I played around with the idea a bit after looking at jira and other PRs to
see if someone else had already done something. I didn't come across
anything so I put some code together to at least solve my use case. It is
backwards compatible at an api level and has the ability to read the
previous serialized version.

I am considering opening a pull request, however I am interested in what
folks here think. This would be my first contribution.

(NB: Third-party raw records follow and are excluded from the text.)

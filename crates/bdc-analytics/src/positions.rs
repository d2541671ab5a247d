//! Analytics input rows.

use bdc_core::{InvestmentRecord, normalize_company_name};
use bdc_extract::classify_industry;
use bdc_store::Holding;
use serde::Serialize;

/// One position as seen by the analytics layer.
#[derive(Clone, Debug, PartialEq, Serialize)]
pub struct PositionRow {
    /// Filer key (ticker, CIK or name).
    pub filer: String,
    /// Normalized company name.
    pub company: String,
    /// Industry label or code, `None` when unclassified.
    pub industry: Option<String>,
    /// Fair value in dollars.
    pub fair_value: Option<f64>,
}

impl PositionRow {
    /// Creates a row, normalizing the company name.
    #[must_use]
    pub fn new(filer: impl Into<String>, company: &str, fair_value: Option<f64>) -> Self {
        Self {
            filer: filer.into(),
            company: normalize_company_name(company),
            industry: None,
            fair_value,
        }
    }

    /// Sets the industry.
    #[must_use]
    pub fn with_industry(mut self, industry: impl Into<String>) -> Self {
        self.industry = Some(industry.into());
        self
    }

    /// Builds a row from an extracted record held by `filer`.
    ///
    /// The disclosed industry wins; otherwise the business description is
    /// classified by keyword.
    #[must_use]
    pub fn from_record(filer: impl Into<String>, record: &InvestmentRecord) -> Self {
        let industry = record
            .industry
            .as_deref()
            .map(str::trim)
            .filter(|i| !i.is_empty())
            .unwrap_or_else(|| classify_industry(record.business_description.as_deref()));
        Self::new(filer, &record.company_name, record.fair_value).with_industry(industry)
    }

    /// True when the row has no usable industry.
    #[must_use]
    pub fn is_unclassified(&self) -> bool {
        self.industry
            .as_deref()
            .is_none_or(|i| i.eq_ignore_ascii_case("unknown"))
    }
}

impl From<&Holding> for PositionRow {
    fn from(holding: &Holding) -> Self {
        Self {
            filer: holding.filer_ticker.clone(),
            company: holding.company.clone(),
            industry: holding.industry.clone(),
            fair_value: holding.fair_value,
        }
    }
}

/// Builds rows from records, keyed by each record's filer name.
///
/// Records without a filer name are keyed by `default_filer`.
#[must_use]
pub fn rows_from_records(records: &[InvestmentRecord], default_filer: &str) -> Vec<PositionRow> {
    records
        .iter()
        .map(|r| PositionRow::from_record(r.filer_name.as_deref().unwrap_or(default_filer), r))
        .collect()
}

#[cfg(test)]
mod tests {
    use super::*;

    #[test]
    fn test_from_record_industry_fallback() {
        let mut r = InvestmentRecord::new("x", "Acme Holdings, LLC (4)");
        r.business_description = Some("Cloud software".to_string());
        let row = PositionRow::from_record("ARCC", &r);
        assert_eq!(row.company, "acme");
        assert_eq!(row.industry.as_deref(), Some("Software/Technology"));

        r.industry = Some("Healthcare".to_string());
        assert_eq!(PositionRow::from_record("ARCC", &r).industry.as_deref(), Some("Healthcare"));

        let bare = PositionRow::from_record("ARCC", &InvestmentRecord::new("y", "Beta LLC"));
        assert!(bare.is_unclassified());
    }
}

The general idea is the ability to do this and be able to select the best
model.

    // Configure an ML pipeline using nb.
    val nb = new NaiveBayes()
    val pipeline1 = new Pipeline("p1").setStages(Array(tokenizer,
hashingTF, nb))
    val paramGrid1 = new ParamGridBuilder()
      .addGrid(hashingTF.numFeatures, Array(10, 100))
      .build()

    // Configure an ML pipeline using lr.
    val lr = new LogisticRegression().setMaxIter(10)
    val pipeline2 = new Pipeline("p2").setStages(Array(tokenizer,
hashingTF, lr))
    val paramGrid2 = new ParamGridBuilder()
      .addGrid(hashingTF.numFeatures, Array(10, 100))
      .build()

    // Configure an ML pipeline using nb bernoulli (4 stages)
    val binarizer = new Binarizer()
      .setInputCol(hashingTF.getOutputCol)
      .setOutputCol("binary_features")
    val nb2 = new NaiveBayes()
      .setModelType("bernoulli")
      .setFeaturesCol(binarizer.getOutputCol)
    val pipeline3 = new Pipeline("p3").setStages(Array(tokenizer,
hashingTF, binarizer, nb2))
    val paramGrid3 = new ParamGridBuilder()
      .addGrid(hashingTF.numFeatures, Array(10, 100))
      .build()

    // cross validate with both pipelines
    val cv = new CrossValidator()
      .setEstimators(Array(pipeline1, pipeline2, pipeline3))
      .setEvaluator(new BinaryClassificationEvaluator)
      .setEstimatorsParamMaps(Array(paramGrid1, paramGrid2, paramGrid3))